Hey, if you want something for your money, besides the intangible and non-refundable sense of pride in contributing to a public figure, check out the official McOwskey Campaign "I GAVE MONEY TO A POLITICIAN T-SHIRT" (all shirts are made in the U.S.A. and the company has some very fancy ethical mission statement or some such nonsense, folks, and I get around $9 for each t-shirt that sells).

Men's Sizes: http://skreened.com/mcowskey/i-gave-money-to-a-politician-men-s
Women's Sizes: http://skreened.com/mcowskey/i-gave-money-to-a-politician-women-s

Or if you're a crafty person and want to make your own iron-on's to tell the world what's up, I attached the graphics for you to prints. Either way, spread the words!
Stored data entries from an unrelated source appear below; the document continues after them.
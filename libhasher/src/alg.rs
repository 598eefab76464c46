use std::fmt;
use std::str::FromStr;

use digest::DynDigest;
use sha1::Sha1;
use sha2::{Sha256, Sha512};

use crate::error::HasherError;

/// A supported digest algorithm together with its xattr binding.
/// The short name is the algorithm id lowercased with dashes removed,
/// and the xattr key is `user.hasher.<short_name>`.
#[derive(Copy, Clone, Debug, Default, PartialEq, Eq, Hash)]
pub enum HashAlg {
	#[default]
	Sha1,
	Sha256,
	Sha512,
}

impl HashAlg {
	pub fn name(self) -> &'static str {
		match self {
			HashAlg::Sha1 => "sha1",
			HashAlg::Sha256 => "sha256",
			HashAlg::Sha512 => "sha512",
		}
	}

	/// xattr key holding the hex hash for this algorithm
	pub fn attr_name(self) -> &'static str {
		match self {
			HashAlg::Sha1 => "user.hasher.sha1",
			HashAlg::Sha256 => "user.hasher.sha256",
			HashAlg::Sha512 => "user.hasher.sha512",
		}
	}

	/// a fresh streaming hasher for this algorithm
	pub fn hasher(self) -> Box<dyn DynDigest> {
		match self {
			HashAlg::Sha1 => Box::new(Sha1::default()),
			HashAlg::Sha256 => Box::new(Sha256::default()),
			HashAlg::Sha512 => Box::new(Sha512::default()),
		}
	}
}

impl fmt::Display for HashAlg {
	fn fmt(&self, f: &mut fmt::Formatter<'_>) -> fmt::Result {
		f.write_str(self.name())
	}
}

impl FromStr for HashAlg {
	type Err = HasherError;

	fn from_str(s: &str) -> Result<Self, Self::Err> {
		match s {
			"sha1" => Ok(HashAlg::Sha1),
			"sha256" => Ok(HashAlg::Sha256),
			"sha512" => Ok(HashAlg::Sha512),
			other => Err(HasherError::UnavailableAlgorithm(other.to_string())),
		}
	}
}
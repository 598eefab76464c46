use std::collections::BTreeMap;

use camino::{Utf8Path, Utf8PathBuf};

use crate::alg::HashAlg;
use crate::error::HasherError;
use crate::filediff::{DiffStatus, FileDiff};

/// The files of one directory, keyed by basename, ready for comparison.
/// Listing is non-recursive; subdirectories and symlinks are skipped.
#[derive(Clone, Debug)]
pub struct DirDiff {
	pub path: Utf8PathBuf,
	files: BTreeMap<String, FileDiff>,
}

impl DirDiff {
	pub fn scan(path: &Utf8Path, alg: HashAlg) -> Result<Self, HasherError> {
		let entries = std::fs::read_dir(path).map_err(|e| HasherError::io(path, e))?;

		let mut files = BTreeMap::new();
		for entry in entries {
			let entry = entry.map_err(|e| HasherError::io(path, e))?;
			let ftype = entry.file_type().map_err(|e| HasherError::io(path, e))?;
			if ftype.is_symlink() || ftype.is_dir() || !ftype.is_file() {
				continue;
			}
			let Ok(file_path) = Utf8PathBuf::try_from(entry.path()) else {
				continue;
			};
			let diff = FileDiff::new(&file_path, alg)?;
			files.insert(diff.basename.clone(), diff);
		}

		Ok(Self { path: path.to_owned(), files })
	}

	pub fn get(&self, basename: &str) -> Option<&FileDiff> {
		self.files.get(basename)
	}

	pub fn count(&self) -> usize {
		self.files.len()
	}

	/// children in basename order
	pub fn sorted_children(&self) -> impl Iterator<Item = &FileDiff> {
		self.files.values()
	}

	pub fn mark_all(&mut self, status: DiffStatus) {
		for f in self.files.values_mut() {
			f.status = status;
		}
	}

	/// The basename of the single still-unclassified file carrying `hash`.
	/// Ambiguity (two or more candidates) is not a rename, so it yields
	/// no match.
	fn unique_unknown_by_hash(&self, hash: &[u8]) -> Option<String> {
		let mut found = None;
		for f in self.files.values() {
			if f.status == DiffStatus::Unknown && f.hash_value == hash {
				if found.is_some() {
					return None;
				}
				found = Some(f.basename.clone());
			}
		}
		found
	}

	/// Classifies every file on both sides, in place.
	///
	/// Pass 1 pairs by basename, pass 2 pairs leftovers by unique hash
	/// (rename detection), pass 3 marks the residue: unmatched files here
	/// become Added, unmatched files in `other` become Removed and are
	/// copied into this map so one iteration shows every category.
	pub fn compare(&mut self, other: &mut DirDiff) {
		// pass 1: name match
		let names: Vec<String> = self.files.keys().cloned().collect();
		let mut unmatched = Vec::new();
		for name in names {
			let paired = match other.files.get_mut(&name) {
				Some(theirs) if theirs.status == DiffStatus::Unknown => {
					self.files.get_mut(&name).unwrap().compare(theirs);
					true
				}
				_ => false,
			};
			if !paired {
				unmatched.push(name);
			}
		}

		// pass 2: rename match by hash
		for name in unmatched {
			let hash = self.files[&name].hash_value.clone();
			if let Some(pair_name) = other.unique_unknown_by_hash(&hash) {
				let theirs = other.files.get_mut(&pair_name).unwrap();
				self.files.get_mut(&name).unwrap().compare(theirs);
			}
		}

		// pass 3: residue. the Removed copies are collected first and
		// appended only after both maps are done being read
		for f in self.files.values_mut() {
			if f.status == DiffStatus::Unknown {
				f.status = DiffStatus::Added;
			}
		}
		let mut removed = Vec::new();
		for f in other.files.values_mut() {
			if f.status == DiffStatus::Unknown {
				f.status = DiffStatus::Removed;
				removed.push(f.clone());
			}
		}
		for f in removed {
			self.files.insert(f.basename.clone(), f);
		}
	}
}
AND IF I MAY, if you haven't done so already, please sign the petiton to have me appear of The Colbert Report and spread it around on your facebooks, your tweets, and wherever Spidermans' glory shines.
http://www.gopetition.com/petitions/eddie-mcowskey-on-the-colbert-report.html
Thanks to all who have already signed it!

Want to get involved with the campaigns for street actions in Times Square, Union Square, and other locations? Write back! Know of any media outlets that would be interested in hearing at me yell at them? Write back! Don't want to hear from me anymore? Write back! Want to spread the word? Change your middle name in Facebook to "McOwskey,"

Thank you all for all your solid gold support the last few years! We can win this!

Eddie McOwskey, Candidate for New Jersey State Governors!